Я повертела в руках записку и убрала ее в кармашек школьного фартука. Кое-как досидела до конца уроков, вернулась домой и, не переодеваясь, прямо в школьной форме, со значком октябренка на груди, легла умирать.

Умирала я долго, целых двадцать минут, и практически уже была одной ногой на том свете, когда с работы вернулась мама. Она заглянула в спальню и увидела мой хладный полутруп.

— А что это ты в одежде легла в постель? — спросила она и пощупала мой лоб.

— Умирать легла, — буркнула я и, вытащив из кармана записку, отдала ей.

Мама прочла поэму.
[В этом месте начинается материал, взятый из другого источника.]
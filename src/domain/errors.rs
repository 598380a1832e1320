use thiserror::Error;

/// Errors raised by a single efficiency-ratio clustering run.
///
/// Every variant is local to one run: the core performs no I/O, so a failed
/// run simply produces no result.
#[derive(Debug, Error, Clone, PartialEq)]
pub enum AnalysisError {
    #[error("Instrument universe is empty")]
    EmptyUniverse,

    #[error("Invalid lookback range [{init}, {end}): init must be positive and below end")]
    InvalidLookbackRange { init: usize, end: usize },

    #[error("Maximum cluster count must be positive, got {0}")]
    InvalidMaxClusterCount(usize),

    #[error("Fixed cluster count must be positive, got {0}")]
    InvalidFixedClusterCount(usize),

    #[error("Duplicate instrument in universe: {symbol}")]
    DuplicateInstrument { symbol: String },

    #[error("Price series for {symbol} is not strictly increasing at index {index}")]
    UnorderedSeries { symbol: String, index: usize },

    #[error("Invalid close price for {symbol} at {timestamp}: {price}")]
    InvalidPrice {
        symbol: String,
        timestamp: i64,
        price: f64,
    },

    #[error(
        "Insufficient overlapping history: no instrument has a defined ratio for all {periods} lookback lengths ({excluded} excluded)"
    )]
    InsufficientOverlappingHistory { periods: usize, excluded: usize },

    #[error("Feature column {label} is constant ({value}); min-max normalization is undefined")]
    DegenerateFeatureColumn { label: String, value: f64 },

    #[error("Every feature column is constant; nothing left to cluster")]
    NoInformativeColumns,

    #[error("Requested {requested} clusters but only {available} distinct instruments are available")]
    TooFewInstruments { requested: usize, available: usize },

    #[error("{family} model is not fitted: call fit() before {operation}()")]
    NotFitted {
        family: String,
        operation: &'static str,
    },

    #[error("Feature width mismatch: model fitted on {expected} columns, got {actual}")]
    DimensionMismatch { expected: usize, actual: usize },

    #[error("{family} fit failed: {reason}")]
    FitFailed { family: String, reason: String },

    #[error("Label count {labels} does not match instrument count {rows}")]
    LabelCountMismatch { labels: usize, rows: usize },

    #[error("Assignment covers {assigned} + {excluded} excluded instruments, universe has {universe}")]
    AssignmentInvariant {
        assigned: usize,
        excluded: usize,
        universe: usize,
    },
}

pub type AnalysisResult<T> = Result<T, AnalysisError>;

#[cfg(test)]
mod tests {
    use super::*;

    #[test]
    fn test_not_fitted_names_missing_call() {
        let error = AnalysisError::NotFitted {
            family: "KMeans".to_string(),
            operation: "predict",
        };

        let msg = error.to_string();
        assert!(msg.contains("KMeans"));
        assert!(msg.contains("fit()"));
        assert!(msg.contains("predict()"));
    }

    #[test]
    fn test_lookback_range_formatting() {
        let error = AnalysisError::InvalidLookbackRange { init: 30, end: 6 };
        let msg = error.to_string();
        assert!(msg.contains("[30, 6)"));
    }
}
Закрыла лицо ладонями. И затряслась всем телом.

«Плачет», — удовлетворенно подумала я.

Потом мама отняла от лица ладони, и я увидела, что глаза у нее хоть и мокрые, но веселые.

— Мам, ты чего, смеялась? — обиделась я.

— Ну что ты, — ответила мама, — давай я тебе кое-что расскажу, ладно?